OBJECTIVE: To determine factors predictive of bowel complications after gynecologic surgery and establish the added utility of computed tomography (CT) in the diagnostic process.
METHODS: Patients who underwent gynecologic surgery between January 2, 2008, and December 30, 2010, who had CT scans of the abdomen, pelvis, or abdomen and pelvis within 42 days for a suspected bowel complication were identified. Logistic regression analysis was used to identify factors predictive of bowel-related complications. The diagnostic accuracy of CT was compared among patient risk groups based on clinical suspicion (pretest probability) of bowel complications.

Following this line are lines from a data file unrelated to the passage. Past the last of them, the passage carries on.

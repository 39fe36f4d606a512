//! Drupal node, field and taxonomy term models mapped from Services XML and
//! JSON.

pub mod field;
pub mod node;
pub mod taxonomy;

pub use field::{Field, TextField};
pub use node::{append_valid_xml, ContentType, Node, NodeError, RESULT_ROOT};
pub use taxonomy::{TaxonomyTerm, TermError};
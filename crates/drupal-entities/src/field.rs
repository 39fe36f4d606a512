//! Node fields addressed by machine name.

/// Text field sub-element holding the raw value.
pub const VALUE: &str = "value";
/// Text field sub-element holding the rendered, sanitized value.
pub const SAFE_VALUE: &str = "safe_value";
/// Text field sub-element holding the input format.
pub const FORMAT: &str = "format";

/// A typed sub-value attached to a node under a machine name.
///
/// A field is either unset (nothing found or assigned) or set. Only set
/// fields produce XML; the `inner_*` methods return `None` otherwise so
/// callers never emit placeholder elements.
pub trait Field {
    /// Stable key of the field, e.g. `field_body`.
    fn machine_name(&self) -> &str;

    /// `true` when the field carries a value worth sending.
    fn is_set(&self) -> bool;

    /// Replace the field's sub-values with those found in `xml`.
    ///
    /// A document that does not mention the machine name leaves the field
    /// unset.
    fn from_xml(&mut self, xml: &str);

    /// Writable sub-values only, as sent in a create/update request.
    fn inner_post_xml(&self) -> Option<String>;

    /// Writable sub-values followed by the read-only ones.
    fn inner_all_xml(&self) -> Option<String>;

    /// Post fragment of a set field; `None` when unset.
    fn to_post_xml(&self) -> Option<String> {
        if self.is_set() {
            self.inner_post_xml()
        } else {
            None
        }
    }

    /// Full fragment of a set field; `None` when unset.
    fn to_all_xml(&self) -> Option<String> {
        if self.is_set() {
            self.inner_all_xml()
        } else {
            None
        }
    }

    /// Look up `//<machine_name>//<subfield>` in `xml`, leniently.
    fn parse_subfield(&self, subfield: &str, xml: &str) -> Option<String> {
        let xpath = format!("//{}//{}", self.machine_name(), subfield);
        drupal_xml::parse_field(&xpath, xml)
    }
}

/// Formatted long text: raw value, server-rendered safe value and format.
#[derive(Debug, Clone, Default, PartialEq, Eq)]
pub struct TextField {
    machine_name: String,
    value: Option<String>,
    safe_value: Option<String>,
    format: Option<String>,
}

impl TextField {
    pub fn new(machine_name: impl Into<String>) -> Self {
        TextField {
            machine_name: machine_name.into(),
            ..TextField::default()
        }
    }

    /// Create the field and populate it from a node document.
    pub fn from_xml_named(machine_name: impl Into<String>, xml: &str) -> Self {
        let mut field = TextField::new(machine_name);
        field.from_xml(xml);
        field
    }

    pub fn with_value(mut self, value: impl Into<String>) -> Self {
        self.value = Some(value.into());
        self
    }

    pub fn value(&self) -> Option<&str> {
        self.value.as_deref()
    }

    pub fn set_value(&mut self, value: Option<String>) {
        self.value = value;
    }

    pub fn safe_value(&self) -> Option<&str> {
        self.safe_value.as_deref()
    }

    pub fn set_safe_value(&mut self, safe_value: Option<String>) {
        self.safe_value = safe_value;
    }

    pub fn format(&self) -> Option<&str> {
        self.format.as_deref()
    }

    pub fn set_format(&mut self, format: Option<String>) {
        self.format = format;
    }
}

impl Field for TextField {
    fn machine_name(&self) -> &str {
        &self.machine_name
    }

    fn is_set(&self) -> bool {
        self.value.is_some()
    }

    fn from_xml(&mut self, xml: &str) {
        self.value = self.parse_subfield(VALUE, xml);
        self.safe_value = self.parse_subfield(SAFE_VALUE, xml);
        self.format = self.parse_subfield(FORMAT, xml);
    }

    fn inner_post_xml(&self) -> Option<String> {
        let value = self.value.as_deref()?;
        Some(format!("<item><value>{value}</value></item>"))
    }

    fn inner_all_xml(&self) -> Option<String> {
        let mut out = self.inner_post_xml()?;
        // Values are written verbatim: safe_value already holds markup.
        out.push_str("<safe_value>");
        out.push_str(self.safe_value.as_deref().unwrap_or_default());
        out.push_str("</safe_value><format>");
        out.push_str(self.format.as_deref().unwrap_or_default());
        out.push_str("</format>");
        Some(out)
    }
}
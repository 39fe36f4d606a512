//! Extract scalar field values from Drupal Services XML using quick-xml.
//!
//! Lookups are addressed with a small XPath subset (see [`XPath`]). The
//! [`parse_field`] entry point is lenient: malformed documents and bad
//! expressions are logged and reported as an absent value.

mod document;
mod xpath;

pub use document::{Document, ElementRef};
pub use xpath::{Axis, NameTest, Step, XPath};

use thiserror::Error;
use tracing::warn;

#[derive(Debug, Error)]
pub enum XmlError {
    #[error("xml: {0}")]
    Xml(String),
    #[error("malformed document: {0}")]
    Malformed(String),
    #[error("invalid expression '{expr}': {reason}")]
    Expression { expr: String, reason: String },
}

/// Evaluate `xpath` against `xml` and return the string value of the first
/// selected element in document order.
///
/// Unlike [`parse_field`] this surfaces parse failures and keeps blank text.
pub fn evaluate(xpath: &str, xml: &str) -> Result<Option<String>, XmlError> {
    let path = XPath::parse(xpath)?;
    let document = Document::parse(xml)?;
    Ok(document
        .select(&path)
        .first()
        .map(|&element| document.string_value(element)))
}

/// Look up a single field, treating blank text, missing elements and any
/// evaluation failure as absent.
pub fn parse_field(xpath: &str, xml: &str) -> Option<String> {
    match evaluate(xpath, xml) {
        Ok(value) => value.filter(|text| !is_blank(text)),
        Err(err) => {
            warn!(xpath, error = %err, "field lookup failed, treating as absent");
            None
        }
    }
}

/// `true` when the text is empty or whitespace only.
pub fn is_blank(text: &str) -> bool {
    text.trim().is_empty()
}

/// Convert looked-up text into an integer; blank or unparsable text is absent.
pub fn safe_integer(text: Option<&str>) -> Option<i64> {
    let text = text.filter(|text| !is_blank(text))?;
    text.parse().ok()
}

/// Drupal encodes flags as `"0"` / `"1"`. Any other content is unknown.
pub fn safe_boolean(text: Option<&str>) -> Option<bool> {
    match text {
        Some("1") => Some(true),
        Some("0") => Some(false),
        _ => None,
    }
}

#[cfg(test)]
mod tests {
    use super::*;

    const NODE: &str = r#"<?xml version="1.0" encoding="utf-8"?>
<result>
  <nid>42</nid>
  <title>Hello &amp; welcome</title>
  <status>1</status>
  <log>   </log>
  <body><und><item><value><![CDATA[<p>raw</p>]]></value></item></und></body>
</result>"#;

    #[test]
    fn parse_field_reads_absolute_paths() {
        assert_eq!(parse_field("/result/nid", NODE).as_deref(), Some("42"));
        assert_eq!(
            parse_field("/result/title", NODE).as_deref(),
            Some("Hello & welcome")
        );
        assert_eq!(
            parse_field("//body//value", NODE).as_deref(),
            Some("<p>raw</p>")
        );
    }

    #[test]
    fn parse_field_blank_and_missing_are_absent() {
        assert_eq!(parse_field("/result/log", NODE), None);
        assert_eq!(parse_field("/result/missing", NODE), None);
        assert_eq!(
            evaluate("/result/log", NODE).expect("evaluate").as_deref(),
            Some("   ")
        );
    }

    #[test]
    fn parse_field_swallows_errors() {
        assert_eq!(parse_field("/result/nid", "<result><nid>1</result>"), None);
        assert_eq!(parse_field("result[1]", NODE), None);
        assert_eq!(parse_field("/result/nid", ""), None);
        assert!(matches!(
            evaluate("/result/nid", "<result><nid>1</result>"),
            Err(XmlError::Xml(_)) | Err(XmlError::Malformed(_))
        ));
        assert!(matches!(
            evaluate("result", NODE),
            Err(XmlError::Expression { .. })
        ));
    }

    #[test]
    fn safe_integer_rejects_non_numeric() {
        assert_eq!(safe_integer(Some("1700000000")), Some(1_700_000_000));
        assert_eq!(safe_integer(Some("-3")), Some(-3));
        assert_eq!(safe_integer(Some("abc")), None);
        assert_eq!(safe_integer(Some("")), None);
        assert_eq!(safe_integer(Some("  ")), None);
        assert_eq!(safe_integer(Some("12.5")), None);
        assert_eq!(safe_integer(None), None);
    }

    #[test]
    fn safe_boolean_only_accepts_zero_and_one() {
        assert_eq!(safe_boolean(Some("1")), Some(true));
        assert_eq!(safe_boolean(Some("0")), Some(false));
        for other in ["true", "false", "", " ", "2", "01", " 1"] {
            assert_eq!(safe_boolean(Some(other)), None, "input {other:?}");
        }
        assert_eq!(safe_boolean(None), None);
    }

    #[test]
    fn random_integers_convert() {
        for _ in 0..256 {
            let value = fastrand::i64(..);
            assert_eq!(safe_integer(Some(&value.to_string())), Some(value));
        }
    }

    #[test]
    fn random_flag_text_is_unknown() {
        for _ in 0..256 {
            let len = fastrand::usize(..6);
            let text: String = (0..len).map(|_| fastrand::alphanumeric()).collect();
            let expected = match text.as_str() {
                "0" => Some(false),
                "1" => Some(true),
                _ => None,
            };
            assert_eq!(safe_boolean(Some(&text)), expected, "input {text:?}");
        }
    }
}
//! Taxonomy terms as exchanged in JSON.

use serde::{Deserialize, Serialize};
use thiserror::Error;

#[derive(Debug, Error)]
pub enum TermError {
    #[error("json: {0}")]
    Json(#[from] serde_json::Error),
}

/// A category/tag entity. Missing keys and `null` both decode to `None`;
/// absent values are left out when encoding.
#[derive(Debug, Clone, Default, PartialEq, Eq, Serialize, Deserialize)]
pub struct TaxonomyTerm {
    #[serde(default, skip_serializing_if = "Option::is_none")]
    tid: Option<i64>,
    #[serde(default, skip_serializing_if = "Option::is_none")]
    vid: Option<i64>,
    #[serde(default, skip_serializing_if = "Option::is_none")]
    name: Option<String>,
}

impl TaxonomyTerm {
    pub fn new(tid: Option<i64>, vid: Option<i64>, name: Option<String>) -> Self {
        TaxonomyTerm { tid, vid, name }
    }

    pub fn from_json(json: &str) -> Result<Self, TermError> {
        Ok(serde_json::from_str(json)?)
    }

    pub fn to_json(&self) -> Result<String, TermError> {
        Ok(serde_json::to_string(self)?)
    }

    pub fn tid(&self) -> Option<i64> {
        self.tid
    }

    pub fn set_tid(&mut self, tid: Option<i64>) {
        self.tid = tid;
    }

    /// Vocabulary the term belongs to.
    pub fn vid(&self) -> Option<i64> {
        self.vid
    }

    pub fn set_vid(&mut self, vid: Option<i64>) {
        self.vid = vid;
    }

    pub fn name(&self) -> Option<&str> {
        self.name.as_deref()
    }

    pub fn set_name(&mut self, name: Option<String>) {
        self.name = name;
    }
}
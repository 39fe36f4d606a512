//! In-memory element tree built from quick-xml events.

use quick_xml::events::{BytesStart, Event};
use quick_xml::Reader;

use crate::xpath::{Axis, XPath};
use crate::XmlError;

/// Handle to an element of a [`Document`].
///
/// Handles are ordered by document order.
#[derive(Debug, Clone, Copy, PartialEq, Eq, PartialOrd, Ord, Hash)]
pub struct ElementRef(usize);

#[derive(Debug)]
struct Element {
    name: String,
    children: Vec<Content>,
}

#[derive(Debug)]
enum Content {
    Element(ElementRef),
    Text(String),
}

/// A parsed, well-formed XML document keeping element names and text only.
#[derive(Debug)]
pub struct Document {
    elements: Vec<Element>,
    root: ElementRef,
}

impl Document {
    /// Parse `xml` into an element tree.
    pub fn parse(xml: &str) -> Result<Self, XmlError> {
        let mut reader = Reader::from_str(xml);
        let mut buf = Vec::new();
        let mut elements: Vec<Element> = Vec::new();
        let mut open: Vec<usize> = Vec::new();
        let mut root = None;

        loop {
            match reader.read_event_into(&mut buf) {
                Ok(Event::Start(e)) => {
                    let index = push_element(&e, &mut elements, &open, &mut root)?;
                    open.push(index);
                }
                Ok(Event::Empty(e)) => {
                    push_element(&e, &mut elements, &open, &mut root)?;
                }
                Ok(Event::End(_)) => {
                    if open.pop().is_none() {
                        return Err(XmlError::Malformed("end tag without start tag".into()));
                    }
                }
                Ok(Event::Text(e)) => {
                    let text = e.unescape().map_err(|err| XmlError::Xml(err.to_string()))?;
                    push_text(text.into_owned(), &mut elements, &open)?;
                }
                Ok(Event::CData(e)) => {
                    let text = String::from_utf8_lossy(&e.into_inner()).into_owned();
                    push_text(text, &mut elements, &open)?;
                }
                Ok(Event::Eof) => break,
                Err(err) => return Err(XmlError::Xml(err.to_string())),
                _ => {}
            }
            buf.clear();
        }

        if let Some(&index) = open.last() {
            return Err(XmlError::Malformed(format!(
                "unclosed element <{}>",
                elements[index].name
            )));
        }
        let root = root.ok_or_else(|| XmlError::Malformed("missing root element".into()))?;
        Ok(Document { elements, root })
    }

    /// The document element.
    pub fn root(&self) -> ElementRef {
        self.root
    }

    /// Qualified tag name of `element`.
    pub fn name(&self, element: ElementRef) -> &str {
        &self.elements[element.0].name
    }

    /// XPath string value: all descendant text concatenated in document order.
    pub fn string_value(&self, element: ElementRef) -> String {
        let mut out = String::new();
        self.collect_text(element, &mut out);
        out
    }

    /// Elements selected by `path`, in document order without duplicates.
    pub fn select(&self, path: &XPath) -> Vec<ElementRef> {
        let mut steps = path.steps().iter();
        let Some(first) = steps.next() else {
            return Vec::new();
        };

        // The context of the first step is the document node, whose only
        // child is the root element.
        let mut current = match first.axis {
            Axis::Child => vec![self.root],
            Axis::Descendant => {
                let mut all = vec![self.root];
                self.collect_descendants(self.root, &mut all);
                all
            }
        };
        current.retain(|&element| first.test.matches(self.name(element)));

        for step in steps {
            let mut next = Vec::new();
            for &element in &current {
                match step.axis {
                    Axis::Child => next.extend(self.child_elements(element)),
                    Axis::Descendant => self.collect_descendants(element, &mut next),
                }
            }
            next.retain(|&element| step.test.matches(self.name(element)));
            next.sort_unstable();
            next.dedup();
            current = next;
            if current.is_empty() {
                break;
            }
        }
        current
    }

    fn child_elements(&self, element: ElementRef) -> impl Iterator<Item = ElementRef> + '_ {
        self.elements[element.0]
            .children
            .iter()
            .filter_map(|child| match child {
                Content::Element(child) => Some(*child),
                Content::Text(_) => None,
            })
    }

    // Both walks keep an explicit stack; nesting depth is unbounded.
    fn collect_descendants(&self, element: ElementRef, out: &mut Vec<ElementRef>) {
        let mut pending: Vec<ElementRef> = self.child_elements(element).collect();
        pending.reverse();
        while let Some(next) = pending.pop() {
            out.push(next);
            let start = pending.len();
            pending.extend(self.child_elements(next));
            pending[start..].reverse();
        }
    }

    fn collect_text(&self, element: ElementRef, out: &mut String) {
        let mut pending: Vec<&Content> = self.elements[element.0].children.iter().rev().collect();
        while let Some(content) = pending.pop() {
            match content {
                Content::Text(text) => out.push_str(text),
                Content::Element(child) => {
                    pending.extend(self.elements[child.0].children.iter().rev());
                }
            }
        }
    }
}

fn push_element(
    event: &BytesStart<'_>,
    elements: &mut Vec<Element>,
    open: &[usize],
    root: &mut Option<ElementRef>,
) -> Result<usize, XmlError> {
    let index = elements.len();
    let handle = ElementRef(index);
    match open.last() {
        Some(&parent) => elements[parent].children.push(Content::Element(handle)),
        None if root.is_some() => {
            return Err(XmlError::Malformed("multiple root elements".into()));
        }
        None => *root = Some(handle),
    }
    elements.push(Element {
        name: String::from_utf8_lossy(event.name().as_ref()).to_string(),
        children: Vec::new(),
    });
    Ok(index)
}

fn push_text(text: String, elements: &mut [Element], open: &[usize]) -> Result<(), XmlError> {
    match open.last() {
        Some(&parent) => {
            elements[parent].children.push(Content::Text(text));
            Ok(())
        }
        None if text.trim().is_empty() => Ok(()),
        None => Err(XmlError::Malformed("text outside the root element".into())),
    }
}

RESULTS: Among 205 eligible patients, 38 (18.5%) patients had a bowel-related complication. Mean time from surgery to CT was 12.4 (10.1) days. Clinical characteristics were used to develop a clinical model that included unexpected drainage from the drain, wound, or stoma (adjusted odds ratio [OR] 26.3, 95% confidence interval [CI] 3.1–224.4, P=.003), coronary artery disease (OR 10.7, CI 1.4–80.9, P=.022), laparotomy (compared with minimally invasive surgery) (OR 4.4, CI 1.1–17.2, P=.032), and age older than 45 years (OR 2.4, CI 0.7–8.8, P=.18). Addition of CT to clinical evaluation increased the predictive ability of the model (area under the curve) from 0.73 to 0.99. Among 57 low-risk patients, three with confirmed bowel-related complications would have been missed if CT was not performed. Among 13 high-risk patients, CT sensitivity was 70%, and it was negative for bowel complications in three patients subsequently confirmed to have serious complications (one anastomotic leak, two bowel perforations).
CONCLUSIONS: In patients who have undergone gynecologic surgery and have a high clinical probability of a postoperative bowel-related complication, CT alone may fail to accurately identify patients with serious complications.